--- What the task requires ---
Work through the listing below, copying each line that carries the word "Debug".

..........

//! HTTP surface for the stored maps.
//!
//! `GET /` lists the stored map identifiers, `GET /map/{id}` renders one map
//! as SVG. Every response is marked `no-cache` since node status may change
//! between requests.

use std::fmt::Write as _;
use std::net::SocketAddr;

use axum::extract::{Path, State};
use axum::http::{StatusCode, header};
use axum::response::{Html, IntoResponse, Response};
use axum::routing::get;
use axum::{Json, Router};
use serde::Serialize;
use thiserror::Error;
use tracing::{info, warn};

use crate::error::MapperError;
use crate::service::MapService;
use crate::svg::escape_xml;

const NO_CACHE: (header::HeaderName, &str) = (header::CACHE_CONTROL, "no-cache");

#[derive(Debug, Error)]
pub enum ApiError {
    #[error("bad request: {0}")]
    BadRequest(String),

    #[error("not found: {0}")]
    NotFound(String),

    #[error("unprocessable: {0}")]
    Unprocessable(String),

    #[error("internal error: {0}")]
    Internal(String),
}

impl ApiError {
    pub fn status_code(&self) -> StatusCode {
        match self {
            Self::BadRequest(_) => StatusCode::BAD_REQUEST,
            Self::NotFound(_) => StatusCode::NOT_FOUND,
            Self::Unprocessable(_) => StatusCode::UNPROCESSABLE_ENTITY,
            Self::Internal(_) => StatusCode::INTERNAL_SERVER_ERROR,
        }
    }

    pub fn code(&self) -> &'static str {
        match self {
            Self::BadRequest(_) => "BAD_REQUEST",
            Self::NotFound(_) => "NOT_FOUND",
            Self::Unprocessable(_) => "MALFORMED_MAP",
            Self::Internal(_) => "INTERNAL_ERROR",
        }
    }
}

impl From<MapperError> for ApiError {
    fn from(err: MapperError) -> Self {
        match err {
            MapperError::UnknownMapDocument(_) => Self::NotFound(err.to_string()),
            MapperError::InvalidMapId(_) => Self::BadRequest(err.to_string()),
            MapperError::MalformedMapDocument { .. } => Self::Unprocessable(err.to_string()),
            other => Self::Internal(other.to_string()),
        }
    }
}

#[derive(Debug, Serialize)]
pub struct ErrorResponse {
    pub error: &'static str,
    pub message: String,
}

impl IntoResponse for ApiError {
    fn into_response(self) -> Response {
        let status = self.status_code();
        let body = ErrorResponse {
            error: self.code(),
            message: self.to_string(),
        };

        warn!(
            error_code = body.error,
            error_message = %body.message,
            status = %status,
            "map request failed"
        );

        (status, [NO_CACHE], Json(body)).into_response()
    }
}

pub fn build_router(service: MapService) -> Router {
    Router::new()
        .route("/", get(index))
        .route("/map/{id}", get(map))
        .with_state(service)
}

async fn index(State(service): State<MapService>) -> Result<Response, ApiError> {
    let listing = blocking(move || service.list()).await?;
    let mut body = String::new();
    for id in &listing.maps {
        let id = escape_xml(id);
        let _ = writeln!(body, "<a href=\"/map/{id}\">{id}</a><br />");
    }
    Ok(([NO_CACHE], Html(body)).into_response())
}

async fn map(
    State(service): State<MapService>,
    Path(id): Path<String>,
) -> Result<Response, ApiError> {
    let svg = blocking(move || service.render(&id)).await?;
    Ok((
        [(header::CONTENT_TYPE, "image/svg+xml"), NO_CACHE],
        svg,
    )
        .into_response())
}

async fn blocking<T, F>(work: F) -> Result<T, ApiError>
where
    T: Send + 'static,
    F: FnOnce() -> Result<T, MapperError> + Send + 'static,
{
    tokio::task::spawn_blocking(work)
        .await
        .map_err(|err| ApiError::Internal(err.to_string()))?
        .map_err(ApiError::from)
}

/// Serves `service` on `bind` until the process is stopped.
pub fn serve(service: MapService, bind: SocketAddr) -> Result<(), MapperError> {
    let runtime = tokio::runtime::Builder::new_multi_thread()
        .enable_all()
        .build()
        .map_err(|err| MapperError::Server(err.to_string()))?;

    runtime.block_on(async move {
        let listener = tokio::net::TcpListener::bind(bind)
            .await
            .map_err(|err| MapperError::Server(format!("bind {bind}: {err}")))?;
        info!(%bind, "serving maps");
        axum::serve(listener, build_router(service))
            .await
            .map_err(|err| MapperError::Server(err.to_string()))
    })
}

..........

--- Response area ---
#[derive(Debug, Error)]
#[derive(Debug, Serialize)]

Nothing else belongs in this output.